Project Leader: Annette Hornbacher

Access to water is crucial for every society, and this applies to Indonesia in a specific way. With its thousands of islands, the Indonesian republic represents a unique ‘waterscape’ that is characterized by great cultural and ecological diversity. Many of these cultural differences are directly related to ecological differences and particularly to the distinctive availability, use, technologizing and significance of water. On the Western and central islands including Bali, tropical rain forests and wet rice cultivation correspond to a distinct cultural history, which is the result of its location along the maritime trade route between India and China. The abundant wet rice economy of Bali reflects the connection of ecological and geographical aspects with a sophisticated irrigation technology, which correspond to an extravagant ritual tradition that integrates local animism with Hindu-Buddhist ideas of purity and a geocentric cosmology that is based on the flow of water between the holy mountains and the sea. Balinese regard water not merely as a natural resource but simultaneously as a manifestation of divine presence and purification. However, the worship of water is by no means a distinctive feature of Bali or of Indian influence rather it connects the different religions and cultures of Indonesia. The islands east of Bali are predominantly savannahs with regular droughts. Wet rice cultivation is almost impossible and instead of Hindu-Buddhist cosmologies, ancestor worship and animism are practiced along with Christianity or Islam. Notwithstanding such fundamental differences with regard to religion, water is venerated in all of these regions in different ways: Whereas for Balinese springs and rivers are centers of worship, the Muslim society on the island of Komodo venerates confluences of freshwater and seawater, which are regarded as ancestral places.

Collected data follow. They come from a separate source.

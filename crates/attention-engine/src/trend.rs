//! Linear Trend and Moving Average

use serde::{Deserialize, Serialize};

use crate::binning::BucketSeries;

/// Minimum moving-average window
pub const MIN_WINDOW: usize = 3;

/// First-degree least-squares fit `y = slope * x + intercept`
#[derive(Debug, Clone, Copy, PartialEq, Default, Serialize, Deserialize)]
pub struct TrendLine {
    pub slope: f64,
    pub intercept: f64,
}

impl TrendLine {
    /// Fit over paired points
    ///
    /// Fewer than two points or a zero x-spread give a horizontal line
    /// through the mean of `y`.
    pub fn fit(x: &[f64], y: &[f64]) -> Self {
        let n = x.len().min(y.len());
        if n == 0 {
            return Self::default();
        }

        let nf = n as f64;
        let mean_x = x[..n].iter().sum::<f64>() / nf;
        let mean_y = y[..n].iter().sum::<f64>() / nf;

        let mut sxx = 0.0;
        let mut sxy = 0.0;
        for (&xi, &yi) in x[..n].iter().zip(&y[..n]) {
            let dx = xi - mean_x;
            sxx += dx * dx;
            sxy += dx * (yi - mean_y);
        }

        if n < 2 || sxx <= f64::EPSILON {
            return Self {
                slope: 0.0,
                intercept: mean_y,
            };
        }

        let slope = sxy / sxx;
        Self {
            slope,
            intercept: mean_y - slope * mean_x,
        }
    }

    pub fn fit_series(series: &BucketSeries) -> Self {
        Self::fit(&series.times(), &series.averages())
    }

    pub fn at(&self, x: f64) -> f64 {
        self.slope * x + self.intercept
    }
}

/// Default window: about a tenth of the series, at least [`MIN_WINDOW`]
pub fn default_window(len: usize) -> usize {
    (len / 10).max(MIN_WINDOW)
}

/// Trailing moving average over bucket averages
#[derive(Debug, Clone, Default, PartialEq, Serialize, Deserialize)]
pub struct MovingAverage {
    pub window: usize,
    /// (time label of the window's last member, window mean)
    pub points: Vec<(f64, f64)>,
}

impl MovingAverage {
    /// Compute over `series`; empty unless the series is longer than the window
    pub fn compute(series: &BucketSeries, window: usize) -> Self {
        let window = window.max(1);
        let buckets = &series.buckets;

        let points = if buckets.len() > window {
            buckets
                .windows(window)
                .map(|w| {
                    let mean = w.iter().map(|b| b.average).sum::<f64>() / window as f64;
                    (w[window - 1].time, mean)
                })
                .collect()
        } else {
            Vec::new()
        };

        Self { window, points }
    }

    pub fn is_empty(&self) -> bool {
        self.points.is_empty()
    }
}

#[cfg(test)]
mod tests {
    use super::*;
    use crate::binning::Bucket;

    fn series(values: &[f64]) -> BucketSeries {
        BucketSeries {
            buckets: values
                .iter()
                .enumerate()
                .map(|(i, &v)| Bucket {
                    time: 0.5 * (i + 1) as f64,
                    average: v,
                })
                .collect(),
        }
    }

    #[test]
    fn test_fit_exact_line() {
        let x = [1.0, 2.0, 3.0, 4.0];
        let y = [3.0, 5.0, 7.0, 9.0];
        let line = TrendLine::fit(&x, &y);
        assert!((line.slope - 2.0).abs() < 1e-12);
        assert!((line.intercept - 1.0).abs() < 1e-12);
        assert!((line.at(10.0) - 21.0).abs() < 1e-9);
    }

    #[test]
    fn test_fit_constant_is_horizontal() {
        let line = TrendLine::fit_series(&series(&[0.7; 6]));
        assert_eq!(line.slope, 0.0);
        assert!((line.intercept - 0.7).abs() < 1e-12);
    }

    #[test]
    fn test_fit_degenerate_inputs() {
        let single = TrendLine::fit(&[0.5], &[0.25]);
        assert_eq!(single, TrendLine { slope: 0.0, intercept: 0.25 });

        let same_x = TrendLine::fit(&[1.0, 1.0], &[0.0, 1.0]);
        assert_eq!(same_x.slope, 0.0);
        assert_eq!(same_x.intercept, 0.5);

        assert_eq!(TrendLine::fit(&[], &[]), TrendLine::default());
    }

    #[test]
    fn test_default_window() {
        assert_eq!(default_window(0), 3);
        assert_eq!(default_window(29), 3);
        assert_eq!(default_window(45), 4);
        assert_eq!(default_window(200), 20);
    }

    #[test]
    fn test_moving_average_alignment() {
        let ma = MovingAverage::compute(&series(&[0.0, 1.0, 0.0, 1.0, 1.0]), 3);
        assert_eq!(ma.points.len(), 3);
        assert_eq!(ma.points[0].0, 1.5);
        assert!((ma.points[0].1 - 1.0 / 3.0).abs() < 1e-12);
        assert_eq!(ma.points[2].0, 2.5);
        assert!((ma.points[2].1 - 2.0 / 3.0).abs() < 1e-12);
    }

    #[test]
    fn test_moving_average_needs_more_points_than_window() {
        assert!(MovingAverage::compute(&series(&[1.0, 1.0, 1.0]), 3).is_empty());
        assert_eq!(MovingAverage::compute(&series(&[1.0; 4]), 3).points.len(), 2);
    }
}
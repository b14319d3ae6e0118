//! Video decoding through an `ffmpeg` child process
//!
//! The file is probed with `ffprobe` for its dimensions and frame rate, then
//! `ffmpeg` decodes it to raw RGB24 on stdout, one `width * height * 3` chunk
//! per frame.

use std::io::{ErrorKind, Read};
use std::path::Path;
use std::process::{Child, ChildStdout, Command, Stdio};
use std::thread::JoinHandle;

use serde::Deserialize;
use tracing::{debug, info, warn};

use crate::{CaptureConfig, CaptureError, FrameSource, VideoFrame};

/// Frame rate assumed when the container does not declare one
const FALLBACK_FPS: f64 = 30.0;

/// Stream properties reported by `ffprobe`
#[derive(Debug, Clone, Copy, PartialEq)]
pub struct VideoInfo {
    pub width: u32,
    pub height: u32,
    pub fps: f64,
}

#[derive(Debug, Deserialize)]
struct ProbeOutput {
    #[serde(default)]
    streams: Vec<ProbeStream>,
}

#[derive(Debug, Deserialize)]
struct ProbeStream {
    width: Option<u32>,
    height: Option<u32>,
    r_frame_rate: Option<String>,
    avg_frame_rate: Option<String>,
}

/// Probe the first video stream of a file
pub fn probe(ffprobe: &str, path: &Path) -> Result<VideoInfo, CaptureError> {
    let output = Command::new(ffprobe)
        .args(["-v", "error", "-select_streams", "v:0", "-show_entries"])
        .arg("stream=width,height,r_frame_rate,avg_frame_rate")
        .args(["-of", "json"])
        .arg(path)
        .stdin(Stdio::null())
        .output()
        .map_err(|e| {
            CaptureError::BackendUnavailable(format!("failed to run {}: {}", ffprobe, e))
        })?;

    if !output.status.success() {
        let stderr = String::from_utf8_lossy(&output.stderr);
        return Err(CaptureError::Unreadable(format!(
            "ffprobe rejected {}: {}",
            path.display(),
            stderr.trim()
        )));
    }

    parse_probe_output(&output.stdout)
}

fn parse_probe_output(raw: &[u8]) -> Result<VideoInfo, CaptureError> {
    let parsed: ProbeOutput = serde_json::from_slice(raw)
        .map_err(|e| CaptureError::Unreadable(format!("unparseable probe output: {}", e)))?;

    let stream = parsed
        .streams
        .into_iter()
        .next()
        .ok_or_else(|| CaptureError::Unreadable("file has no video track".to_string()))?;

    let (width, height) = match (stream.width, stream.height) {
        (Some(w), Some(h)) if w > 0 && h > 0 => (w, h),
        _ => return Err(CaptureError::Unreadable("video track has no dimensions".to_string())),
    };

    let fps = stream
        .avg_frame_rate
        .as_deref()
        .and_then(parse_frame_rate)
        .or_else(|| stream.r_frame_rate.as_deref().and_then(parse_frame_rate))
        .unwrap_or(FALLBACK_FPS);

    Ok(VideoInfo { width, height, fps })
}

/// Parse an ffprobe rational such as `30000/1001`
fn parse_frame_rate(value: &str) -> Option<f64> {
    let (num, den) = match value.split_once('/') {
        Some((n, d)) => (n.trim().parse::<f64>().ok()?, d.trim().parse::<f64>().ok()?),
        None => (value.trim().parse::<f64>().ok()?, 1.0),
    };
    if num <= 0.0 || den <= 0.0 {
        return None;
    }
    Some(num / den)
}

/// Frame source backed by an `ffmpeg` child process
pub struct FfmpegProcessSource {
    info: VideoInfo,
    child: Child,
    stdout: ChildStdout,
    stderr: Option<JoinHandle<String>>,
    frame_len: usize,
    frames_read: u32,
    finished: bool,
}

impl FfmpegProcessSource {
    /// Probe and start decoding `path`
    pub fn open(path: &Path, config: &CaptureConfig) -> Result<Self, CaptureError> {
        let info = probe(&config.ffprobe_path, path)?;

        let mut child = Command::new(&config.ffmpeg_path)
            .args(["-v", "error", "-nostdin", "-i"])
            .arg(path)
            .args(["-f", "rawvideo", "-pix_fmt", "rgb24", "-"])
            .stdin(Stdio::null())
            .stdout(Stdio::piped())
            .stderr(Stdio::piped())
            .spawn()
            .map_err(|e| {
                let msg = format!("failed to run {}: {}", config.ffmpeg_path, e);
                CaptureError::BackendUnavailable(msg)
            })?;

        let stdout = child
            .stdout
            .take()
            .ok_or_else(|| CaptureError::Stream("ffmpeg stdout not captured".to_string()))?;

        // ffmpeg stalls once the stderr pipe fills, so drain it on a side thread
        let stderr = child.stderr.take().map(|mut pipe| {
            std::thread::spawn(move || {
                let mut text = String::new();
                let _ = pipe.read_to_string(&mut text);
                text
            })
        });

        info!(
            "Decoding {} ({}x{} @ {:.2} fps) via ffmpeg",
            path.display(),
            info.width,
            info.height,
            info.fps
        );

        Ok(Self {
            frame_len: info.width as usize * info.height as usize * 3,
            info,
            child,
            stdout,
            stderr,
            frames_read: 0,
            finished: false,
        })
    }

    /// Fill `buf` completely; returns the number of bytes read before EOF
    fn read_chunk(&mut self, buf: &mut [u8]) -> Result<usize, CaptureError> {
        let mut filled = 0;
        while filled < buf.len() {
            match self.stdout.read(&mut buf[filled..]) {
                Ok(0) => break,
                Ok(n) => filled += n,
                Err(e) if e.kind() == ErrorKind::Interrupted => continue,
                Err(e) => return Err(CaptureError::Io(e)),
            }
        }
        Ok(filled)
    }

    fn finish(&mut self) -> Result<(), CaptureError> {
        self.finished = true;
        let status = self.child.wait()?;
        let stderr = self
            .stderr
            .take()
            .and_then(|handle| handle.join().ok())
            .unwrap_or_default();

        if status.success() {
            debug!("ffmpeg finished after {} frames", self.frames_read);
            return Ok(());
        }

        let message = format!("ffmpeg exited with {}: {}", status, stderr.trim());
        if self.frames_read == 0 {
            Err(CaptureError::Unreadable(message))
        } else {
            Err(CaptureError::Stream(message))
        }
    }
}

impl FrameSource for FfmpegProcessSource {
    fn next_frame(&mut self) -> Result<Option<VideoFrame>, CaptureError> {
        if self.finished {
            return Ok(None);
        }

        let mut data = vec![0u8; self.frame_len];
        let filled = self.read_chunk(&mut data)?;

        if filled == 0 {
            self.finish()?;
            return Ok(None);
        }
        if filled < self.frame_len {
            warn!("Truncated frame: {} of {} bytes", filled, self.frame_len);
            self.finish()?;
            return Ok(None);
        }

        let sequence = self.frames_read;
        self.frames_read += 1;
        let timestamp_ns = (sequence as f64 / self.info.fps * 1e9) as u64;

        Ok(Some(VideoFrame::new(
            data,
            self.info.width,
            self.info.height,
            timestamp_ns,
            sequence,
        )))
    }
}

impl Drop for FfmpegProcessSource {
    fn drop(&mut self) {
        if !self.finished {
            let _ = self.child.kill();
            let _ = self.child.wait();
        }
    }
}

The anthropological Sub-project MC 9.3 investigated the complex culture specific significance of different concepts of water with respect to two islands: Bali and Komodo. The challenges of the global ecological water crisis and the influence of mass tourism have caused severe pollution and scarcity of water resources; impacts which are locally mediated with reference to local ideas and practices that address water as a holy element.
First, we examined how the Balinese deal with the fact that freshwater which is venerated as the paradigm of purity and divine abundance, is in fact polluted and has become a scarce resource as a result of agribusiness and mass tourism. We further investigated the relation between a modern Western paradigm of ecology and water sustainability on the one hand, and on the other hand the culture specific ideas of environment and water in the small society of Komodo island, which is the center of the national Marine park of Komodo that is also a UNESCO biosphere reserve.